─── Given data ───

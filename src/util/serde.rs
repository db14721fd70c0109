//! Identifier and classification types shared across the engine.

use std::fmt;
use std::str::FromStr;

use serde::{Deserialize, Deserializer, Serialize, Serializer};

/// Patient identifier as sent by the arrival client.
pub type PatientId = u64;

/// Room identifier (rooms are numbered from 0).
pub type RoomId = usize;

/// Priority rank given to levels outside the fixed enumeration.
pub const UNKNOWN_RANK: u8 = 99;

/// Urgency classification of an arriving patient.
///
/// The three recognised tiers use their wire names (`vermelho`, `amarelo`,
/// `verde`). Any other string is kept verbatim in [`UrgencyLevel::Unrecognized`]
/// so the record still shows what the client sent.
///
/// Recognised tiers match case-insensitively after trimming and are always
/// written back under the lowercase wire name, so `"Vermelho "` is recorded as
/// `"vermelho"`. Only unrecognised text keeps the client's spelling.
#[derive(Debug, Clone, PartialEq, Eq, Hash)]
pub enum UrgencyLevel {
    /// Most urgent tier (`vermelho`).
    Critical,
    /// Intermediate tier (`amarelo`).
    Urgent,
    /// Least urgent recognised tier (`verde`).
    Standard,
    /// A level that failed validation against the enumeration.
    Unrecognized(String),
}

impl UrgencyLevel {
    /// All recognised tiers, most urgent first.
    pub const TIERS: [Self; 3] = [Self::Critical, Self::Urgent, Self::Standard];

    /// Queue priority rank: lower is served first.
    #[must_use]
    pub const fn rank(&self) -> u8 {
        match self {
            Self::Critical => 0,
            Self::Urgent => 1,
            Self::Standard => 2,
            Self::Unrecognized(_) => UNKNOWN_RANK,
        }
    }

    /// Wire name of this level.
    #[must_use]
    pub fn as_str(&self) -> &str {
        match self {
            Self::Critical => "vermelho",
            Self::Urgent => "amarelo",
            Self::Standard => "verde",
            Self::Unrecognized(raw) => raw,
        }
    }

    /// Classify a wire name, keeping unknown text verbatim.
    #[must_use]
    pub fn from_wire(s: &str) -> Self {
        match s.trim().to_ascii_lowercase().as_str() {
            "vermelho" => Self::Critical,
            "amarelo" => Self::Urgent,
            "verde" => Self::Standard,
            _ => Self::Unrecognized(s.to_string()),
        }
    }

    /// Whether this level is one of the fixed tiers.
    #[must_use]
    pub const fn is_recognized(&self) -> bool {
        !matches!(self, Self::Unrecognized(_))
    }
}

impl FromStr for UrgencyLevel {
    type Err = std::convert::Infallible;

    fn from_str(s: &str) -> Result<Self, Self::Err> {
        Ok(Self::from_wire(s))
    }
}

impl fmt::Display for UrgencyLevel {
    fn fmt(&self, f: &mut fmt::Formatter<'_>) -> fmt::Result {
        f.write_str(self.as_str())
    }
}

impl Serialize for UrgencyLevel {
    fn serialize<S: Serializer>(&self, serializer: S) -> Result<S::Ok, S::Error> {
        serializer.serialize_str(self.as_str())
    }
}

impl<'de> Deserialize<'de> for UrgencyLevel {
    fn deserialize<D: Deserializer<'de>>(deserializer: D) -> Result<Self, D::Error> {
        let raw = String::deserialize(deserializer)?;
        Ok(Self::from_wire(&raw))
    }
}

/// Doctor identity scoped to the room it works in.
///
/// Rendered as `"<room>-<doctor>"`, with doctors numbered from 1.
#[derive(Debug, Clone, Copy, PartialEq, Eq, Hash, PartialOrd, Ord)]
pub struct DoctorKey {
    /// Room the doctor belongs to.
    pub room: RoomId,
    /// Doctor number within the room, starting at 1.
    pub doctor: usize,
}

impl DoctorKey {
    /// Create a doctor key.
    #[must_use]
    pub const fn new(room: RoomId, doctor: usize) -> Self {
        Self { room, doctor }
    }
}

impl fmt::Display for DoctorKey {
    fn fmt(&self, f: &mut fmt::Formatter<'_>) -> fmt::Result {
        write!(f, "{}-{}", self.room, self.doctor)
    }
}

impl FromStr for DoctorKey {
    type Err = String;

    fn from_str(s: &str) -> Result<Self, Self::Err> {
        let (room, doctor) = s
            .split_once('-')
            .ok_or_else(|| format!("doctor key `{s}` is not `<room>-<doctor>`"))?;
        let room = room
            .parse()
            .map_err(|e| format!("doctor key `{s}`: bad room: {e}"))?;
        let doctor = doctor
            .parse()
            .map_err(|e| format!("doctor key `{s}`: bad doctor: {e}"))?;
        Ok(Self { room, doctor })
    }
}

impl Serialize for DoctorKey {
    fn serialize<S: Serializer>(&self, serializer: S) -> Result<S::Ok, S::Error> {
        serializer.collect_str(self)
    }
}

impl<'de> Deserialize<'de> for DoctorKey {
    fn deserialize<D: Deserializer<'de>>(deserializer: D) -> Result<Self, D::Error> {
        let raw = String::deserialize(deserializer)?;
        raw.parse().map_err(serde::de::Error::custom)
    }
}
//! # Triage Engine
//!
//! Admission and scheduling engine for an emergency-room triage pipeline.
//!
//! Patients arrive over TCP, are classified by urgency, queued in one of
//! several rooms, and served by a fixed pool of doctor threads per room. A
//! doctor whose room is empty borrows work from peer rooms, and a per-room
//! sweeper evicts patients who waited longer than their level allows.
//!
//! ## Components
//!
//! - **Event Log** ([`core::EventLog`]): one record per patient, mutated in place
//!   across its lifecycle under a single writer lock, optionally exported as a
//!   JSON snapshot after every write
//! - **Occupancy Registry** ([`core::OccupancyRegistry`]): which doctors are busy, and where
//! - **Room** ([`core::Room`]): urgency-ordered queue plus its lock/condition pair
//! - **Stealing** ([`core::stealing`]): borrow-critical first, then global steal,
//!   never holding two room locks at once
//! - **Scheduler** ([`core::Scheduler`]): owns the rooms; admission, acquire/serve, sweeps
//! - **Admission Server** ([`runtime::AdmissionServer`]): tokio TCP ingress
//!
//! ## Example
//!
//! ```rust,ignore
//! use triage_engine::builders::start_engine;
//! use triage_engine::config::EngineConfig;
//! use triage_engine::core::Arrival;
//! use triage_engine::util::UrgencyLevel;
//!
//! let engine = start_engine(&EngineConfig::in_memory(3, 2))?;
//! let room = engine
//!     .scheduler()
//!     .admit(Arrival::new(1, UrgencyLevel::Critical, chrono::Utc::now()));
//! println!("queued in room {room}");
//! engine.shutdown();
//! ```
//!
//! For complete scenarios, see `tests/scheduler_test.rs` and `tests/admission_test.rs`.

#![deny(missing_docs)]
#![deny(unsafe_code)]
#![warn(clippy::all)]
#![warn(clippy::pedantic)]
#![warn(clippy::nursery)]

/// Core scheduling: rooms, stealing, abandonment, event log and occupancy.
pub mod core;
/// Configuration models for the engine and urgency profiles.
pub mod config;
/// Builders to construct the engine from configuration.
pub mod builders;
/// Infrastructure adapters for queues and snapshot files.
pub mod infra;
/// Arrival protocol and the TCP admission server.
pub mod runtime;
/// Shared utilities.
pub mod util;
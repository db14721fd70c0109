//! Admission Server: accepts one connection per arriving patient.
//!
//! Connections are handled one at a time on the accept task. Per connection
//! the only work is one bounded read, the log insert and the enqueue, so the
//! next accept is never delayed by service simulation. The insert and enqueue
//! block on locks and file writes, so they run on the blocking pool.

use std::future::Future;
use std::net::SocketAddr;
use std::sync::Arc;
use std::time::Duration;

use tokio::io::{AsyncReadExt, AsyncWriteExt};
use tokio::net::{TcpListener, TcpStream};
use tracing::{debug, info, warn};

use crate::core::{Scheduler, TriageError};
use crate::runtime::protocol::{ArrivalMessage, ACKNOWLEDGMENT, MAX_MESSAGE_BYTES};

/// Pause after a failed accept before retrying.
const ACCEPT_BACKOFF: Duration = Duration::from_millis(50);

/// TCP ingress feeding the scheduler.
pub struct AdmissionServer {
    listener: TcpListener,
    scheduler: Arc<Scheduler>,
    read_timeout: Duration,
}

impl AdmissionServer {
    /// Bind the listener.
    ///
    /// # Errors
    ///
    /// Returns `TriageError::Bind` if the address cannot be bound.
    pub async fn bind(
        addr: &str,
        scheduler: Arc<Scheduler>,
        read_timeout: Duration,
    ) -> Result<Self, TriageError> {
        let listener = TcpListener::bind(addr)
            .await
            .map_err(|source| TriageError::Bind {
                addr: addr.to_string(),
                source,
            })?;
        Ok(Self {
            listener,
            scheduler,
            read_timeout,
        })
    }

    /// Address actually bound (useful with port 0).
    ///
    /// # Errors
    ///
    /// Propagates the socket error.
    pub fn local_addr(&self) -> Result<SocketAddr, TriageError> {
        Ok(self.listener.local_addr()?)
    }

    /// Serve until the process is terminated.
    pub async fn serve(self) {
        self.serve_until(std::future::pending::<()>()).await;
    }

    /// Serve until `shutdown` resolves.
    pub async fn serve_until<F>(self, shutdown: F)
    where
        F: Future<Output = ()>,
    {
        if let Ok(addr) = self.listener.local_addr() {
            info!(%addr, rooms = self.scheduler.rooms().len(), "admission server listening");
        }
        tokio::pin!(shutdown);
        loop {
            tokio::select! {
                () = &mut shutdown => break,
                accepted = self.listener.accept() => match accepted {
                    Ok((stream, peer)) => self.handle(stream, peer).await,
                    Err(e) => {
                        warn!(error = %e, "accept failed");
                        tokio::time::sleep(ACCEPT_BACKOFF).await;
                    }
                },
            }
        }
        info!("admission server stopped");
    }

    async fn handle(&self, mut stream: TcpStream, peer: SocketAddr) {
        debug!(%peer, "connection accepted");
        let mut buf = vec![0_u8; MAX_MESSAGE_BYTES];
        let read = match tokio::time::timeout(self.read_timeout, stream.read(&mut buf)).await {
            Ok(Ok(n)) => n,
            Ok(Err(e)) => {
                warn!(%peer, error = %e, "read failed, dropping connection");
                return;
            }
            Err(_) => {
                warn!(%peer, "no payload before read timeout, dropping connection");
                return;
            }
        };

        let message = match ArrivalMessage::decode(&buf[..read]) {
            Ok(message) => message,
            Err(e) => {
                warn!(%peer, error = %e, "dropping malformed arrival");
                return;
            }
        };

        let patient_id = message.patient_id;
        let arrival = message.into_arrival();
        let scheduler = Arc::clone(&self.scheduler);
        // Admission takes room locks and exports the log file.
        let room = match tokio::task::spawn_blocking(move || scheduler.admit(arrival)).await {
            Ok(room) => room,
            Err(e) => {
                warn!(%peer, patient_id, error = %e, "admission task failed");
                return;
            }
        };

        if let Err(e) = stream.write_all(ACKNOWLEDGMENT).await {
            warn!(%peer, patient_id, room, error = %e, "acknowledgment not delivered");
        }
        let _ = stream.shutdown().await;
    }
}

impl std::fmt::Debug for AdmissionServer {
    fn fmt(&self, f: &mut std::fmt::Formatter<'_>) -> std::fmt::Result {
        f.debug_struct("AdmissionServer")
            .field("addr", &self.listener.local_addr().ok())
            .field("read_timeout", &self.read_timeout)
            .finish_non_exhaustive()
    }
}
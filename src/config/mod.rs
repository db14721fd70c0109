//! Configuration models for the engine, rooms and urgency profiles.

pub mod engine;

pub use engine::{EngineConfig, LevelTable, UrgencyProfile};
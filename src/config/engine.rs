//! Engine configuration: listener, room layout, timing and urgency profiles.

use std::path::PathBuf;
use std::time::Duration;

use serde::{Deserialize, Serialize};

use crate::util::serde::UrgencyLevel;

/// Service and abandonment budget of one urgency tier.
#[derive(Debug, Clone, Copy, PartialEq, Eq, Serialize, Deserialize)]
pub struct UrgencyProfile {
    /// Time a doctor spends once service has started (milliseconds).
    pub service_ms: u64,
    /// Maximum queue wait before the patient abandons (milliseconds).
    pub abandon_timeout_ms: u64,
}

impl UrgencyProfile {
    /// Build a profile from millisecond values.
    #[must_use]
    pub const fn from_millis(service_ms: u64, abandon_timeout_ms: u64) -> Self {
        Self {
            service_ms,
            abandon_timeout_ms,
        }
    }

    /// Service duration.
    #[must_use]
    pub const fn service_duration(&self) -> Duration {
        Duration::from_millis(self.service_ms)
    }

    /// Abandonment timeout.
    #[must_use]
    pub const fn abandon_timeout(&self) -> Duration {
        Duration::from_millis(self.abandon_timeout_ms)
    }
}

/// Per-tier profiles. Unrecognised levels use the least urgent tier.
#[derive(Debug, Clone, PartialEq, Eq, Serialize, Deserialize)]
pub struct LevelTable {
    /// Profile for `vermelho`.
    pub vermelho: UrgencyProfile,
    /// Profile for `amarelo`.
    pub amarelo: UrgencyProfile,
    /// Profile for `verde`.
    pub verde: UrgencyProfile,
}

impl Default for LevelTable {
    fn default() -> Self {
        Self {
            vermelho: UrgencyProfile::from_millis(8_000, 120_000),
            amarelo: UrgencyProfile::from_millis(5_000, 60_000),
            verde: UrgencyProfile::from_millis(3_000, 30_000),
        }
    }
}

impl LevelTable {
    /// Same profile for every tier.
    #[must_use]
    pub const fn uniform(profile: UrgencyProfile) -> Self {
        Self {
            vermelho: profile,
            amarelo: profile,
            verde: profile,
        }
    }

    /// Profile governing a level.
    #[must_use]
    pub const fn profile(&self, level: &UrgencyLevel) -> UrgencyProfile {
        match level {
            UrgencyLevel::Critical => self.vermelho,
            UrgencyLevel::Urgent => self.amarelo,
            UrgencyLevel::Standard | UrgencyLevel::Unrecognized(_) => self.verde,
        }
    }

    fn validate(&self) -> Result<(), String> {
        for level in UrgencyLevel::TIERS {
            if self.profile(&level).service_ms == 0 {
                return Err(format!("service_ms for `{level}` must be greater than 0"));
            }
        }
        Ok(())
    }
}

/// Root engine configuration.
#[derive(Debug, Clone, Serialize, Deserialize)]
#[serde(default)]
pub struct EngineConfig {
    /// Listen host.
    pub host: String,
    /// Listen port.
    pub port: u16,
    /// Number of independent rooms.
    pub rooms: usize,
    /// Doctors working in each room.
    pub doctors_per_room: usize,
    /// Interval between abandonment sweeps (milliseconds).
    pub sweep_interval_ms: u64,
    /// Bounded wait of an idle doctor before it retries stealing (milliseconds).
    pub steal_poll_interval_ms: u64,
    /// Maximum time spent reading one arrival message (milliseconds).
    pub read_timeout_ms: u64,
    /// Event Log snapshot file; `None` keeps the log in memory only.
    pub log_path: Option<PathBuf>,
    /// Occupancy snapshot file; `None` keeps the registry in memory only.
    pub occupancy_path: Option<PathBuf>,
    /// Urgency profiles.
    pub levels: LevelTable,
}

impl Default for EngineConfig {
    fn default() -> Self {
        Self {
            host: "127.0.0.1".into(),
            port: 9000,
            rooms: 3,
            doctors_per_room: 1,
            sweep_interval_ms: 1_000,
            steal_poll_interval_ms: 500,
            read_timeout_ms: 5_000,
            log_path: Some(PathBuf::from("logs.json")),
            occupancy_path: Some(PathBuf::from("med_status.json")),
            levels: LevelTable::default(),
        }
    }
}

impl EngineConfig {
    /// In-memory configuration with the given layout, for embedding and tests.
    #[must_use]
    pub fn in_memory(rooms: usize, doctors_per_room: usize) -> Self {
        Self {
            rooms,
            doctors_per_room,
            log_path: None,
            occupancy_path: None,
            ..Self::default()
        }
    }

    /// Replace the urgency profiles.
    #[must_use]
    pub fn with_levels(mut self, levels: LevelTable) -> Self {
        self.levels = levels;
        self
    }

    /// Replace the sweep interval.
    #[must_use]
    pub const fn with_sweep_interval(mut self, interval: Duration) -> Self {
        self.sweep_interval_ms = duration_ms(interval);
        self
    }

    /// Replace the steal poll interval.
    #[must_use]
    pub const fn with_steal_poll_interval(mut self, interval: Duration) -> Self {
        self.steal_poll_interval_ms = duration_ms(interval);
        self
    }

    /// Sweep interval as a duration.
    #[must_use]
    pub const fn sweep_interval(&self) -> Duration {
        Duration::from_millis(self.sweep_interval_ms)
    }

    /// Steal poll interval as a duration.
    #[must_use]
    pub const fn steal_poll_interval(&self) -> Duration {
        Duration::from_millis(self.steal_poll_interval_ms)
    }

    /// Read timeout as a duration.
    #[must_use]
    pub const fn read_timeout(&self) -> Duration {
        Duration::from_millis(self.read_timeout_ms)
    }

    /// `host:port` listen address.
    #[must_use]
    pub fn listen_addr(&self) -> String {
        format!("{}:{}", self.host, self.port)
    }

    /// Validate configuration values.
    pub fn validate(&self) -> Result<(), String> {
        if self.rooms == 0 {
            return Err("rooms must be greater than 0".into());
        }
        if self.doctors_per_room == 0 {
            return Err("doctors_per_room must be greater than 0".into());
        }
        if self.sweep_interval_ms == 0 {
            return Err("sweep_interval_ms must be greater than 0".into());
        }
        if self.steal_poll_interval_ms == 0 {
            return Err("steal_poll_interval_ms must be greater than 0".into());
        }
        if self.read_timeout_ms == 0 {
            return Err("read_timeout_ms must be greater than 0".into());
        }
        if self.host.trim().is_empty() {
            return Err("host must not be empty".into());
        }
        self.levels
            .validate()
            .map_err(|e| format!("levels invalid: {e}"))
    }

    /// Parse configuration from a JSON string and validate.
    pub fn from_json_str(input: &str) -> Result<Self, String> {
        let cfg: Self = serde_json::from_str(input).map_err(|e| format!("parse error: {e}"))?;
        cfg.validate()?;
        Ok(cfg)
    }

    /// Apply `TRIAGE_*` environment overrides.
    ///
    /// `.env` files are picked up through `dotenvy` by the caller.
    pub fn apply_env(&mut self) -> Result<(), String> {
        if let Ok(host) = std::env::var("TRIAGE_HOST") {
            self.host = host;
        }
        if let Some(port) = env_number("TRIAGE_PORT")? {
            self.port = port;
        }
        if let Some(rooms) = env_number("TRIAGE_ROOMS")? {
            self.rooms = rooms;
        }
        if let Some(doctors) = env_number("TRIAGE_DOCTORS")? {
            self.doctors_per_room = doctors;
        }
        if let Ok(path) = std::env::var("TRIAGE_LOG_PATH") {
            self.log_path = Some(PathBuf::from(path));
        }
        if let Ok(path) = std::env::var("TRIAGE_STATUS_PATH") {
            self.occupancy_path = Some(PathBuf::from(path));
        }
        Ok(())
    }
}

fn env_number<T>(name: &str) -> Result<Option<T>, String>
where
    T: std::str::FromStr,
    T::Err: std::fmt::Display,
{
    match std::env::var(name) {
        Ok(raw) => raw
            .trim()
            .parse()
            .map(Some)
            .map_err(|e| format!("{name}=`{raw}`: {e}")),
        Err(_) => Ok(None),
    }
}

const fn duration_ms(d: Duration) -> u64 {
    let ms = d.as_millis();
    if ms > u64::MAX as u128 {
        u64::MAX
    } else {
        ms as u64
    }
}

───

Problem to work on – Set the material down exactly as written, starting at its first line. The line containing "Any other string" is the last one to include.

Output for this exercise –
filename src/util/serde.rs
repository db14721fd70c0109
//! Identifier and classification types shared across the engine.

use std::fmt;
use std::str::FromStr;

use serde::{Deserialize, Deserializer, Serialize, Serializer};

/// Patient identifier as sent by the arrival client.
pub type PatientId = u64;

/// Room identifier (rooms are numbered from 0).
pub type RoomId = usize;

/// Priority rank given to levels outside the fixed enumeration.
pub const UNKNOWN_RANK: u8 = 99;

/// Urgency classification of an arriving patient.
///
/// The three recognised tiers use their wire names (`vermelho`, `amarelo`,
/// `verde`). Any other string is kept verbatim in [`UrgencyLevel::Unrecognized`]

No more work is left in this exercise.